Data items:
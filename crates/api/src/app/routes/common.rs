use axum::{http::StatusCode, response::IntoResponse, Json};
use serde::Serialize;

use microfin_intelligence::IntelligenceResult;

use crate::app::errors;

/// Runs a blocking intelligence call off the async runtime and maps the
/// outcome to a JSON response.
pub async fn run_blocking<T, F>(task: F) -> axum::response::Response
where
    F: FnOnce() -> IntelligenceResult<T> + Send + 'static,
    T: Serialize + Send + 'static,
{
    match tokio::task::spawn_blocking(task).await {
        Ok(Ok(value)) => (StatusCode::OK, Json(value)).into_response(),
        Ok(Err(e)) => errors::intelligence_error_to_response(e),
        Err(e) => {
            tracing::error!(error = %e, "intelligence task aborted");
            errors::json_error(
                StatusCode::INTERNAL_SERVER_ERROR,
                "internal_error",
                "request aborted",
            )
        }
    }
}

» Task goal: In full and without alteration, retype the entries above.

» Response below:
filename crates/api/src/app/routes/common.rs
use axum::{http::StatusCode, response::IntoResponse, Json};
use serde::Serialize;

use microfin_intelligence::IntelligenceResult;

use crate::app::errors;

/// Runs a blocking intelligence call off the async runtime and maps the
/// outcome to a JSON response.
pub async fn run_blocking<T, F>(task: F) -> axum::response::Response
where
    F: FnOnce() -> IntelligenceResult<T> + Send + 'static,
    T: Serialize + Send + 'static,
{
    match tokio::task::spawn_blocking(task).await {
        Ok(Ok(value)) => (StatusCode::OK, Json(value)).into_response(),
        Ok(Err(e)) => errors::intelligence_error_to_response(e),
        Err(e) => {
            tracing::error!(error = %e, "intelligence task aborted");
            errors::json_error(
                StatusCode::INTERNAL_SERVER_ERROR,
                "internal_error",
                "request aborted",
            )
        }
    }
}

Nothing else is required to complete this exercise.